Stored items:
--- START ---

//! Request decoding. The four legacy length fields select the mode: any non-zero
//! length means a legacy estimate, all zero means a generic opcode frame.

use crate::common::error::{CardError, CardResult};
use crate::inference::domain::EstimateRequest;
use crate::ipc::control_block::ControlBlock;
use crate::ipc::layout::{
    FILTER_LEN, GENERIC_HEADER, INPUT_COUNT, OP_EXECUTE_QUERY, OP_FETCH_MODEL, ORDER_LEN,
    OUTPUT_COUNT, PAYLOAD, RESPONSE_HEADER, RESPONSE_MAX, SCHEMA_LEN, TABLE_LEN,
};
use crate::ipc::status::StatusCode;

/// Scalar request fields copied out of the control block header.
#[derive(Copy, Clone, Debug, Default, Eq, PartialEq)]
pub struct RequestHeader {
    pub input_count: u64,
    pub schema_len: u32,
    pub table_len: u32,
    pub filter_len: u32,
    pub order_len: u32,
}

impl RequestHeader {
    pub fn read(block: &ControlBlock) -> Self {
        Self {
            input_count: block.read_u64(INPUT_COUNT),
            schema_len: block.read_u32(SCHEMA_LEN),
            table_len: block.read_u32(TABLE_LEN),
            filter_len: block.read_u32(FILTER_LEN),
            order_len: block.read_u32(ORDER_LEN),
        }
    }

    /// Write these fields into `block`. Used by the requester.
    pub fn write(&self, block: &mut ControlBlock) {
        block.write_u64(INPUT_COUNT, self.input_count);
        block.write_u32(SCHEMA_LEN, self.schema_len);
        block.write_u32(TABLE_LEN, self.table_len);
        block.write_u32(FILTER_LEN, self.filter_len);
        block.write_u32(ORDER_LEN, self.order_len);
    }

    pub fn is_legacy(&self) -> bool {
        self.lengths().iter().any(|len| *len != 0)
    }

    fn lengths(&self) -> [u32; 4] {
        [self.schema_len, self.table_len, self.filter_len, self.order_len]
    }
}

/// A decoded request.
#[derive(Clone, Debug, PartialEq, Eq)]
pub enum Request {
    Estimate(EstimateRequest),
    FetchModel { model_id: String },
    Execute { query: String },
    Unknown { opcode: u8 },
}

impl Request {
    /// Decode a request. `payload` is the whole request region.
    pub fn decode(header: &RequestHeader, payload: &[u8]) -> CardResult<Self> {
        if header.is_legacy() {
            decode_legacy(header, payload)
        } else {
            decode_generic(payload)
        }
    }

    pub fn kind(&self) -> &'static str {
        match self {
            Request::Estimate(_) => "estimate",
            Request::FetchModel { .. } => "fetch_model",
            Request::Execute { .. } => "execute",
            Request::Unknown { .. } => "unknown",
        }
    }
}

fn decode_legacy(header: &RequestHeader, payload: &[u8]) -> CardResult<Request> {
    let total: u64 = header.lengths().iter().map(|len| u64::from(*len)).sum();
    if total > payload.len() as u64 {
        return Err(CardError::decode(format!(
            "legacy payload of {total} bytes exceeds region of {}",
            payload.len()
        )));
    }

    let mut cursor = 0usize;
    let [namespace, entity, filter, order] = header.lengths().map(|len| {
        let start = cursor;
        cursor += len as usize;
        String::from_utf8_lossy(&payload[start..cursor]).into_owned()
    });

    Ok(Request::Estimate(EstimateRequest {
        namespace,
        entity,
        filter,
        order,
        input_count: header.input_count,
    }))
}

fn decode_generic(payload: &[u8]) -> CardResult<Request> {
    if payload.len() < GENERIC_HEADER {
        return Err(CardError::decode("generic frame shorter than its header"));
    }
    let opcode = payload[0];
    let mut raw = [0u8; 4];
    raw.copy_from_slice(&payload[1..GENERIC_HEADER]);
    let len = u32::from_le_bytes(raw) as usize;
    let body = payload
        .get(GENERIC_HEADER..)
        .and_then(|rest| rest.get(..len))
        .ok_or_else(|| {
            CardError::decode(format!(
                "opcode {opcode} declares {len} bytes, region holds {}",
                payload.len() - GENERIC_HEADER
            ))
        })?;
    let text = || String::from_utf8_lossy(body).into_owned();

    Ok(match opcode {
        OP_FETCH_MODEL => Request::FetchModel { model_id: text() },
        OP_EXECUTE_QUERY => Request::Execute { query: text() },
        other => Request::Unknown { opcode: other },
    })
}

/// Response written back before respSeq is published.
#[derive(Clone, Debug, PartialEq)]
pub enum Response {
    /// Legacy estimate, stored as an f64 at the outputCount offset.
    Estimate(f64),
    /// Generic `[len u32][bytes]` body at the start of the payload region.
    Payload(Vec<u8>),
}

impl Response {
    pub fn empty() -> Self {
        Response::Payload(Vec::new())
    }

    /// Copy the response into the control block.
    ///
    /// Payloads must already fit in `RESPONSE_MAX`; longer ones are rejected
    /// without touching the region.
    pub fn write(&self, block: &mut ControlBlock) -> CardResult<()> {
        match self {
            Response::Estimate(value) => block.write_f64(OUTPUT_COUNT, *value),
            Response::Payload(bytes) => {
                if bytes.len() > RESPONSE_MAX {
                    return Err(CardError::transport(format!(
                        "response of {} bytes exceeds {RESPONSE_MAX}",
                        bytes.len()
                    )));
                }
                block.write_bytes(PAYLOAD + RESPONSE_HEADER, bytes)?;
                block.write_u32(PAYLOAD, bytes.len() as u32);
            }
        }
        Ok(())
    }
}

/// Everything the dispatcher produced for one request.
#[derive(Clone, Debug, PartialEq)]
pub struct Outcome {
    pub response: Response,
    /// Statuses to announce before the response is published.
    pub statuses: Vec<(StatusCode, String)>,
}

impl Outcome {
    pub fn new(response: Response) -> Self {
        Self {
            response,
            statuses: Vec::new(),
        }
    }

    pub fn with_status(mut self, code: StatusCode, message: impl Into<String>) -> Self {
        self.statuses.push((code, message.into()));
        self
    }

    /// Zero-length payload plus an ERROR status.
    pub fn failed(message: impl Into<String>) -> Self {
        Self::new(Response::empty()).with_status(StatusCode::Error, message)
    }
}

/// Encode a generic frame `[opcode][len u32][body]`.
pub fn encode_generic(opcode: u8, body: &[u8]) -> Vec<u8> {
    let mut frame = Vec::with_capacity(GENERIC_HEADER + body.len());
    frame.push(opcode);
    frame.extend_from_slice(&(body.len() as u32).to_le_bytes());
    frame.extend_from_slice(body);
    frame
}
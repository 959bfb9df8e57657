//! Small deterministic models shared by unit tests.

use crate::models::domain::{encode_model, Activation, BaseEncoder, Dense, Mlp, Model};
use crate::models::repo_mem::MemoryModelStore;

use super::features::FEATURE_DIM;

pub const TOY_EMBED: usize = 4;

fn dense(inputs: usize, outputs: usize, seed: usize, bias: f32) -> Dense {
    let weights = (0..inputs * outputs)
        .map(|i| (((i * 7 + seed) % 11) as f32 - 5.0) / 20.0)
        .collect();
    Dense::new(inputs, outputs, weights, vec![bias; outputs], Activation::Identity)
        .expect("toy dense layer")
}

fn bytes(model: Model) -> Vec<u8> {
    encode_model(&model).expect("encode toy model")
}

pub fn toy_encoder() -> Model {
    Model::BaseEncoder(BaseEncoder {
        token_proj: dense(FEATURE_DIM, TOY_EMBED, 1, 0.0),
        namespace_proj: dense(FEATURE_DIM, TOY_EMBED, 2, 0.0),
        entity_proj: dense(FEATURE_DIM, TOY_EMBED, 3, 0.0),
        mlp: Mlp::new(vec![dense(TOY_EMBED + 1, TOY_EMBED, 4, 0.1)]).expect("toy mlp"),
    })
}

pub fn toy_layer(seed: usize) -> Model {
    Model::Layer(Mlp::new(vec![dense(TOY_EMBED, TOY_EMBED, seed, 0.05)]).expect("toy layer"))
}

pub fn toy_head() -> Model {
    Model::Head(Mlp::new(vec![dense(TOY_EMBED, 1, 9, 1.0)]).expect("toy head"))
}

/// Store holding the three default global models and a `shop.orders` histogram.
pub fn toy_store() -> MemoryModelStore {
    MemoryModelStore::new()
        .with_model("base_encoder_v1", bytes(toy_encoder()))
        .with_model("ordered_layer_v1", bytes(toy_layer(6)))
        .with_model("output_head_v1", bytes(toy_head()))
        .with_entity_model("shop", "orders", bytes(toy_layer(5)))
}
//! Learned cardinality estimation served over a shared-memory mailbox.
//!
//! A requester process writes estimate or generic requests into a mapped
//! control block; the `PollLoop` answers them from per-entity models, the raw
//! model store or an external query engine.

pub mod client;
pub mod common;
pub mod dispatch;
pub mod inference;
pub mod ipc;
pub mod models;
pub mod server;

pub use client::Requester;
pub use common::{AppCfg, CardError, CardResult, ErrorCode};
pub use dispatch::OpcodeDispatcher;
pub use inference::{EstimateRequest, Predictor};
pub use ipc::ControlBlock;
pub use server::PollLoop;
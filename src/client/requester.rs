//! Requester side of the control block.
//!
//! The requester owns reqSeq and the request fields. Each call writes the
//! request, publishes `reqSeq + 1` last, and spins until respSeq catches up.

use std::path::Path;
use std::thread;
use std::time::{Duration, Instant};

use tracing::debug;

use crate::common::error::{CardError, CardResult};
use crate::dispatch::domain::{encode_generic, RequestHeader};
use crate::inference::domain::EstimateRequest;
use crate::ipc::control_block::ControlBlock;
use crate::ipc::layout::{
    OP_EXECUTE_QUERY, OP_FETCH_MODEL, OUTPUT_COUNT, PAYLOAD, REQ_MAX, REQ_SEQ, RESPONSE_HEADER,
    RESPONSE_MAX, RESP_SEQ,
};
use crate::ipc::status::{StatusCode, StatusMessage};

/// Sleep between checks of respSeq and statusSeq.
pub const SPIN_INTERVAL: Duration = Duration::from_micros(200);

pub struct Requester {
    block: ControlBlock,
    seq: u64,
    status_seen: u64,
}

impl Requester {
    /// Create and size a fresh backing file.
    pub fn create(path: impl AsRef<Path>) -> CardResult<Self> {
        Ok(Self::with_block(ControlBlock::create(path)?))
    }

    /// Attach to an existing region, continuing its reqSeq.
    pub fn open(path: impl AsRef<Path>) -> CardResult<Self> {
        Ok(Self::with_block(ControlBlock::open(path)?))
    }

    fn with_block(block: ControlBlock) -> Self {
        let seq = block.load_seq(REQ_SEQ);
        Self {
            block,
            seq,
            status_seen: 0,
        }
    }

    pub fn block(&self) -> &ControlBlock {
        &self.block
    }

    /// Sequence number of the most recent request.
    pub fn seq(&self) -> u64 {
        self.seq
    }

    /// Legacy estimate. Results are clamped at zero.
    pub fn estimate(&mut self, req: &EstimateRequest, timeout: Duration) -> CardResult<f64> {
        let fields = [
            req.namespace.as_bytes(),
            req.entity.as_bytes(),
            req.filter.as_bytes(),
            req.order.as_bytes(),
        ];
        let total: usize = fields.iter().map(|f| f.len()).sum();
        if total == 0 {
            return Err(CardError::decode(
                "estimate with four empty fields would be read as a generic frame",
            ));
        }
        if total > REQ_MAX {
            return Err(CardError::decode(format!(
                "estimate payload of {total} bytes exceeds {REQ_MAX}"
            )));
        }

        let mut offset = PAYLOAD;
        for field in fields {
            self.block.write_bytes(offset, field)?;
            offset += field.len();
        }
        RequestHeader {
            input_count: req.input_count,
            schema_len: fields[0].len() as u32,
            table_len: fields[1].len() as u32,
            filter_len: fields[2].len() as u32,
            order_len: fields[3].len() as u32,
        }
        .write(&mut self.block);

        self.submit(timeout)?;
        Ok(self.block.read_f64(OUTPUT_COUNT).max(0.0))
    }

    /// Raw artefact bytes for `model_id`; empty when the responder has none.
    pub fn fetch_model(&mut self, model_id: &str, timeout: Duration) -> CardResult<Vec<u8>> {
        self.generic(OP_FETCH_MODEL, model_id.as_bytes(), timeout)
    }

    /// Forward query text; the answer is the engine output or its error message.
    pub fn execute(&mut self, query: &str, timeout: Duration) -> CardResult<String> {
        let bytes = self.generic(OP_EXECUTE_QUERY, query.as_bytes(), timeout)?;
        Ok(String::from_utf8_lossy(&bytes).into_owned())
    }

    /// Send any opcode and return the response body.
    pub fn generic(&mut self, opcode: u8, body: &[u8], timeout: Duration) -> CardResult<Vec<u8>> {
        let frame = encode_generic(opcode, body);
        if frame.len() > REQ_MAX {
            return Err(CardError::decode(format!(
                "request frame of {} bytes exceeds {REQ_MAX}",
                frame.len()
            )));
        }
        self.block.write_bytes(PAYLOAD, &frame)?;
        RequestHeader::default().write(&mut self.block);

        self.submit(timeout)?;
        let len = self.block.read_u32(PAYLOAD) as usize;
        if len > RESPONSE_MAX {
            return Err(CardError::decode(format!(
                "response declares {len} bytes, region holds {RESPONSE_MAX}"
            )));
        }
        Ok(self.block.read_bytes(PAYLOAD + RESPONSE_HEADER, len)?.to_vec())
    }

    fn submit(&mut self, timeout: Duration) -> CardResult<()> {
        self.seq += 1;
        let seq = self.seq;
        self.block.publish_seq(REQ_SEQ, seq);

        let start = Instant::now();
        while self.block.load_seq(RESP_SEQ) != seq {
            if start.elapsed() >= timeout {
                return Err(CardError::Timeout("response"));
            }
            thread::sleep(SPIN_INTERVAL);
        }
        debug!(ev = "response_received", seq, dur_us = start.elapsed().as_micros() as u64);
        Ok(())
    }

    /// Next unseen status, if the responder wrote one since the last call.
    pub fn poll_status(&mut self) -> Option<StatusMessage> {
        let message = StatusMessage::read(&self.block, self.status_seen)?;
        self.status_seen = message.seq;
        Some(message)
    }

    /// Drain statuses until READY shows up or `timeout` elapses.
    pub fn await_ready(&mut self, timeout: Duration) -> bool {
        let start = Instant::now();
        loop {
            while let Some(status) = self.poll_status() {
                if status.code == StatusCode::Ready {
                    return true;
                }
            }
            if start.elapsed() >= timeout {
                return false;
            }
            thread::sleep(SPIN_INTERVAL);
        }
    }
}
//! Inference domain: feature encoding and the cardinality predictor.

pub mod domain;
pub mod features;
pub mod service;
#[cfg(test)]
pub(crate) mod testing;

pub use domain::{Estimate, EstimateRequest, EstimateSource, WarmUp};
pub use service::Predictor;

--- END ---

Looking at the entries above, can you reproduce exactly the lines from the one that holds "call writes the" through the one that holds "pub fn create(path: impl", and only those?

//! The requester owns reqSeq and the request fields. Each call writes the
//! request, publishes `reqSeq + 1` last, and spins until respSeq catches up.

use std::path::Path;
use std::thread;
use std::time::{Duration, Instant};

use tracing::debug;

use crate::common::error::{CardError, CardResult};
use crate::dispatch::domain::{encode_generic, RequestHeader};
use crate::inference::domain::EstimateRequest;
use crate::ipc::control_block::ControlBlock;
use crate::ipc::layout::{
    OP_EXECUTE_QUERY, OP_FETCH_MODEL, OUTPUT_COUNT, PAYLOAD, REQ_MAX, REQ_SEQ, RESPONSE_HEADER,
    RESPONSE_MAX, RESP_SEQ,
};
use crate::ipc::status::{StatusCode, StatusMessage};

/// Sleep between checks of respSeq and statusSeq.
pub const SPIN_INTERVAL: Duration = Duration::from_micros(200);

pub struct Requester {
    block: ControlBlock,
    seq: u64,
    status_seen: u64,
}

impl Requester {
    /// Create and size a fresh backing file.
    pub fn create(path: impl AsRef<Path>) -> CardResult<Self> {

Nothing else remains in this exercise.